Excerpts from a dataset:

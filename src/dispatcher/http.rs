use std::time::Duration;

use reqwest::{StatusCode, header::CONTENT_TYPE, redirect::Policy};
use thiserror::Error;
use tracing::{Instrument, debug, info_span};

use crate::BoxFuture;

pub const EVENT_ID_HEADER: &str = "x-webhook-event-id";
pub const CLIENT_ID_HEADER: &str = "x-webhook-client-id";

/// Response bodies are cut to this many characters before they reach logs.
const MAX_BODY_EXCERPT: usize = 512;

#[derive(Debug, Clone, PartialEq, Eq)]
pub struct OutboundRequest {
    pub url: String,
    pub event_id: String,
    pub client_id: String,
    /// JSON-encoded payload.
    pub body: String,
}

#[derive(Debug, Clone, PartialEq, Eq)]
pub struct HttpResponse {
    pub status: u16,
    pub body: String,
}

impl HttpResponse {
    pub fn new(status: u16, body: impl Into<String>) -> Self {
        Self {
            status,
            body: body.into(),
        }
    }

    /// `"503 Service Unavailable"`, or just the code when it has no reason
    /// phrase.
    pub fn status_line(&self) -> String {
        match StatusCode::from_u16(self.status)
            .ok()
            .and_then(|status| status.canonical_reason())
        {
            Some(reason) => format!("{} {reason}", self.status),
            None => self.status.to_string(),
        }
    }

    pub fn body_excerpt(&self) -> Option<String> {
        let trimmed = self.body.trim();
        if trimmed.is_empty() {
            return None;
        }
        Some(trimmed.chars().take(MAX_BODY_EXCERPT).collect())
    }
}

/// Failures where no HTTP status was received.
#[derive(Debug, Clone, Error, PartialEq, Eq)]
pub enum TransportError {
    #[error("request timed out after {timeout_ms}ms")]
    Timeout { timeout_ms: u64 },

    #[error("connection failed: {0}")]
    Connect(String),

    #[error("request failed: {0}")]
    Request(String),
}

pub trait HttpClient: Send + Sync + 'static {
    fn post(&self, request: OutboundRequest) -> BoxFuture<'_, Result<HttpResponse, TransportError>>;
}

/// Pooled reqwest client with a total per-request timeout. Redirects are
/// returned to the caller as-is.
#[derive(Debug, Clone)]
pub struct ReqwestHttpClient {
    client: reqwest::Client,
    timeout: Duration,
}

impl ReqwestHttpClient {
    pub fn new(timeout: Duration) -> reqwest::Result<Self> {
        let client = reqwest::Client::builder()
            .timeout(timeout)
            .redirect(Policy::none())
            .user_agent(concat!("webhook-dispatcher/", env!("CARGO_PKG_VERSION")))
            .build()?;

        Ok(Self { client, timeout })
    }
}

impl HttpClient for ReqwestHttpClient {
    fn post(&self, request: OutboundRequest) -> BoxFuture<'_, Result<HttpResponse, TransportError>> {
        let span = info_span!(
            "webhook_post",
            event_id = %request.event_id,
            url = %request.url,
        );

        Box::pin(
            async move {
                let response = self
                    .client
                    .post(&request.url)
                    .header(CONTENT_TYPE, "application/json")
                    .header(EVENT_ID_HEADER, &request.event_id)
                    .header(CLIENT_ID_HEADER, &request.client_id)
                    .body(request.body)
                    .send()
                    .await
                    .map_err(|err| self.classify(&err))?;

                let status = response.status().as_u16();
                // A body that cannot be read still leaves us with a status.
                let body = response.text().await.unwrap_or_default();
                debug!(status, "received response");

                Ok(HttpResponse { status, body })
            }
            .instrument(span),
        )
    }
}

impl ReqwestHttpClient {
    fn classify(&self, err: &reqwest::Error) -> TransportError {
        if err.is_timeout() {
            TransportError::Timeout {
                timeout_ms: u64::try_from(self.timeout.as_millis()).unwrap_or(u64::MAX),
            }
        } else if err.is_connect() {
            TransportError::Connect(err.to_string())
        } else {
            TransportError::Request(err.to_string())
        }
    }
}
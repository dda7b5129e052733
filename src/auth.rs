use axum::{
    body::Body,
    extract::State,
    http::{HeaderMap, Request, header::AUTHORIZATION},
    middleware::Next,
    response::Response,
};
use subtle::ConstantTimeEq;
use tracing::warn;

use crate::{error::ApiError, state::AppState};

/// Guards the audit routes with a bearer token when one is configured.
pub async fn audit_auth(
    State(state): State<AppState>,
    req: Request<Body>,
    next: Next,
) -> Result<Response, ApiError> {
    let Some(expected) = state.audit_api_token.as_deref() else {
        return Ok(next.run(req).await);
    };

    let Some(provided) = bearer_token(req.headers()) else {
        warn!(path = %req.uri().path(), "audit request without bearer token");
        return Err(ApiError::unauthorized(
            "missing or invalid Authorization header",
        ));
    };

    if !bool::from(expected.as_bytes().ct_eq(provided.as_bytes())) {
        warn!(path = %req.uri().path(), "audit request with wrong token");
        return Err(ApiError::unauthorized("invalid token"));
    }

    Ok(next.run(req).await)
}

/// Token of an `Authorization: Bearer <token>` header; the scheme is
/// case-insensitive.
fn bearer_token(headers: &HeaderMap) -> Option<&str> {
    let value = headers.get(AUTHORIZATION)?.to_str().ok()?.trim_start();
    let (scheme, token) = value.split_once(' ')?;
    if !scheme.eq_ignore_ascii_case("bearer") {
        return None;
    }

    let token = token.trim();
    (!token.is_empty()).then_some(token)
}
//! Admission side of the pipeline: validates candidate events, assigns an
//! event id when the caller did not supply one, and publishes keyed by client
//! id. Returns as soon as the channel accepted the record.

use std::{collections::BTreeMap, sync::Arc};

use thiserror::Error;
use tracing::{info, warn};
use uuid::Uuid;

use crate::{
    channel::{Channel, ChannelError, PublishReceipt},
    types::{IngestRequest, WebhookEvent},
};

pub const CLIENT_ID_REQUIRED: &str = "Client ID is mandatory for partitioning logic.";
pub const TARGET_URL_REQUIRED: &str = "Target URL is mandatory.";

#[derive(Debug, Error)]
pub enum ProduceError {
    /// Field name to message, one entry per rejected field.
    #[error("validation failed")]
    Validation(BTreeMap<String, String>),

    #[error("messaging service unavailable: {0}")]
    Unavailable(#[from] ChannelError),
}

#[derive(Debug, Clone, PartialEq)]
pub struct Accepted {
    pub event: WebhookEvent,
    pub receipt: PublishReceipt,
}

pub struct Producer {
    channel: Arc<dyn Channel>,
}

impl Producer {
    pub fn new(channel: Arc<dyn Channel>) -> Self {
        Self { channel }
    }

    pub fn topic(&self) -> &str {
        self.channel.topic()
    }

    pub async fn submit(&self, request: IngestRequest) -> Result<Accepted, ProduceError> {
        let event = admit(request)?;

        info!(
            event_id = %event.event_id,
            client_id = %event.client_id,
            topic = self.channel.topic(),
            "publishing webhook event"
        );

        let receipt = self
            .channel
            .publish(&event.client_id, &event)
            .await
            .map_err(|err| {
                warn!(event_id = %event.event_id, error = %err, "publish failed");
                ProduceError::Unavailable(err)
            })?;

        Ok(Accepted { event, receipt })
    }
}

/// Validates a candidate and turns it into a publishable event.
pub fn admit(request: IngestRequest) -> Result<WebhookEvent, ProduceError> {
    let mut errors = BTreeMap::new();

    let client_id = non_blank(request.client_id);
    if client_id.is_none() {
        errors.insert("clientId".to_string(), CLIENT_ID_REQUIRED.to_string());
    }
    let target_url = non_blank(request.target_url);
    if target_url.is_none() {
        errors.insert("targetUrl".to_string(), TARGET_URL_REQUIRED.to_string());
    }

    let (Some(client_id), Some(target_url)) = (client_id, target_url) else {
        return Err(ProduceError::Validation(errors));
    };

    // Any supplied id is kept as is; only a missing one is generated.
    let event_id = request.event_id.unwrap_or_else(|| Uuid::new_v4().to_string());

    Ok(WebhookEvent {
        event_id,
        client_id,
        target_url,
        payload: request.payload.unwrap_or_default(),
    })
}

fn non_blank(value: Option<String>) -> Option<String> {
    value.filter(|value| !value.trim().is_empty())
}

• Directions for this task:
The answer must be an exact copy of every entry.

• Response:
filename src/dispatcher/http.rs
use std::time::Duration;

use reqwest::{StatusCode, header::CONTENT_TYPE, redirect::Policy};
use thiserror::Error;
use tracing::{Instrument, debug, info_span};

use crate::BoxFuture;

pub const EVENT_ID_HEADER: &str = "x-webhook-event-id";
pub const CLIENT_ID_HEADER: &str = "x-webhook-client-id";

/// Response bodies are cut to this many characters before they reach logs.
const MAX_BODY_EXCERPT: usize = 512;

#[derive(Debug, Clone, PartialEq, Eq)]
pub struct OutboundRequest {
    pub url: String,
    pub event_id: String,
    pub client_id: String,
    /// JSON-encoded payload.
    pub body: String,
}

#[derive(Debug, Clone, PartialEq, Eq)]
pub struct HttpResponse {
    pub status: u16,
    pub body: String,
}

impl HttpResponse {
    pub fn new(status: u16, body: impl Into<String>) -> Self {
        Self {
            status,
            body: body.into(),
        }
    }

    /// `"503 Service Unavailable"`, or just the code when it has no reason
    /// phrase.
    pub fn status_line(&self) -> String {
        match StatusCode::from_u16(self.status)
            .ok()
            .and_then(|status| status.canonical_reason())
        {
            Some(reason) => format!("{} {reason}", self.status),
            None => self.status.to_string(),
        }
    }

    pub fn body_excerpt(&self) -> Option<String> {
        let trimmed = self.body.trim();
        if trimmed.is_empty() {
            return None;
        }
        Some(trimmed.chars().take(MAX_BODY_EXCERPT).collect())
    }
}

/// Failures where no HTTP status was received.
#[derive(Debug, Clone, Error, PartialEq, Eq)]
pub enum TransportError {
    #[error("request timed out after {timeout_ms}ms")]
    Timeout { timeout_ms: u64 },

    #[error("connection failed: {0}")]
    Connect(String),

    #[error("request failed: {0}")]
    Request(String),
}

pub trait HttpClient: Send + Sync + 'static {
    fn post(&self, request: OutboundRequest) -> BoxFuture<'_, Result<HttpResponse, TransportError>>;
}

/// Pooled reqwest client with a total per-request timeout. Redirects are
/// returned to the caller as-is.
#[derive(Debug, Clone)]
pub struct ReqwestHttpClient {
    client: reqwest::Client,
    timeout: Duration,
}

impl ReqwestHttpClient {
    pub fn new(timeout: Duration) -> reqwest::Result<Self> {
        let client = reqwest::Client::builder()
            .timeout(timeout)
            .redirect(Policy::none())
            .user_agent(concat!("webhook-dispatcher/", env!("CARGO_PKG_VERSION")))
            .build()?;

        Ok(Self { client, timeout })
    }
}

impl HttpClient for ReqwestHttpClient {
    fn post(&self, request: OutboundRequest) -> BoxFuture<'_, Result<HttpResponse, TransportError>> {
        let span = info_span!(
            "webhook_post",
            event_id = %request.event_id,
            url = %request.url,
        );

        Box::pin(
            async move {
                let response = self
                    .client
                    .post(&request.url)
                    .header(CONTENT_TYPE, "application/json")
                    .header(EVENT_ID_HEADER, &request.event_id)
                    .header(CLIENT_ID_HEADER, &request.client_id)
                    .body(request.body)
                    .send()
                    .await
                    .map_err(|err| self.classify(&err))?;

                let status = response.status().as_u16();
                // A body that cannot be read still leaves us with a status.
                let body = response.text().await.unwrap_or_default();
                debug!(status, "received response");

                Ok(HttpResponse { status, body })
            }
            .instrument(span),
        )
    }
}

impl ReqwestHttpClient {
    fn classify(&self, err: &reqwest::Error) -> TransportError {
        if err.is_timeout() {
            TransportError::Timeout {
                timeout_ms: u64::try_from(self.timeout.as_millis()).unwrap_or(u64::MAX),
            }
        } else if err.is_connect() {
            TransportError::Connect(err.to_string())
        } else {
            TransportError::Request(err.to_string())
        }
    }
}
repository dda7b5129e052733
filename src/auth.rs
use axum::{
    body::Body,
    extract::State,
    http::{HeaderMap, Request, header::AUTHORIZATION},
    middleware::Next,
    response::Response,
};
use subtle::ConstantTimeEq;
use tracing::warn;

use crate::{error::ApiError, state::AppState};

/// Guards the audit routes with a bearer token when one is configured.
pub async fn audit_auth(
    State(state): State<AppState>,
    req: Request<Body>,
    next: Next,
) -> Result<Response, ApiError> {
    let Some(expected) = state.audit_api_token.as_deref() else {
        return Ok(next.run(req).await);
    };

    let Some(provided) = bearer_token(req.headers()) else {
        warn!(path = %req.uri().path(), "audit request without bearer token");
        return Err(ApiError::unauthorized(
            "missing or invalid Authorization header",
        ));
    };

    if !bool::from(expected.as_bytes().ct_eq(provided.as_bytes())) {
        warn!(path = %req.uri().path(), "audit request with wrong token");
        return Err(ApiError::unauthorized("invalid token"));
    }

    Ok(next.run(req).await)
}

/// Token of an `Authorization: Bearer <token>` header; the scheme is
/// case-insensitive.
fn bearer_token(headers: &HeaderMap) -> Option<&str> {
    let value = headers.get(AUTHORIZATION)?.to_str().ok()?.trim_start();
    let (scheme, token) = value.split_once(' ')?;
    if !scheme.eq_ignore_ascii_case("bearer") {
        return None;
    }

    let token = token.trim();
    (!token.is_empty()).then_some(token)
}
//! Admission side of the pipeline: validates candidate events, assigns an
//! event id when the caller did not supply one, and publishes keyed by client
//! id. Returns as soon as the channel accepted the record.

use std::{collections::BTreeMap, sync::Arc};

use thiserror::Error;
use tracing::{info, warn};
use uuid::Uuid;

use crate::{
    channel::{Channel, ChannelError, PublishReceipt},
    types::{IngestRequest, WebhookEvent},
};

pub const CLIENT_ID_REQUIRED: &str = "Client ID is mandatory for partitioning logic.";
pub const TARGET_URL_REQUIRED: &str = "Target URL is mandatory.";

#[derive(Debug, Error)]
pub enum ProduceError {
    /// Field name to message, one entry per rejected field.
    #[error("validation failed")]
    Validation(BTreeMap<String, String>),

    #[error("messaging service unavailable: {0}")]
    Unavailable(#[from] ChannelError),
}

#[derive(Debug, Clone, PartialEq)]
pub struct Accepted {
    pub event: WebhookEvent,
    pub receipt: PublishReceipt,
}

pub struct Producer {
    channel: Arc<dyn Channel>,
}

impl Producer {
    pub fn new(channel: Arc<dyn Channel>) -> Self {
        Self { channel }
    }

    pub fn topic(&self) -> &str {
        self.channel.topic()
    }

    pub async fn submit(&self, request: IngestRequest) -> Result<Accepted, ProduceError> {
        let event = admit(request)?;

        info!(
            event_id = %event.event_id,
            client_id = %event.client_id,
            topic = self.channel.topic(),
            "publishing webhook event"
        );

        let receipt = self
            .channel
            .publish(&event.client_id, &event)
            .await
            .map_err(|err| {
                warn!(event_id = %event.event_id, error = %err, "publish failed");
                ProduceError::Unavailable(err)
            })?;

        Ok(Accepted { event, receipt })
    }
}

/// Validates a candidate and turns it into a publishable event.
pub fn admit(request: IngestRequest) -> Result<WebhookEvent, ProduceError> {
    let mut errors = BTreeMap::new();

    let client_id = non_blank(request.client_id);
    if client_id.is_none() {
        errors.insert("clientId".to_string(), CLIENT_ID_REQUIRED.to_string());
    }
    let target_url = non_blank(request.target_url);
    if target_url.is_none() {
        errors.insert("targetUrl".to_string(), TARGET_URL_REQUIRED.to_string());
    }

    let (Some(client_id), Some(target_url)) = (client_id, target_url) else {
        return Err(ProduceError::Validation(errors));
    };

    // Any supplied id is kept as is; only a missing one is generated.
    let event_id = request.event_id.unwrap_or_else(|| Uuid::new_v4().to_string());

    Ok(WebhookEvent {
        event_id,
        client_id,
        target_url,
        payload: request.payload.unwrap_or_default(),
    })
}

fn non_blank(value: Option<String>) -> Option<String> {
    value.filter(|value| !value.trim().is_empty())
}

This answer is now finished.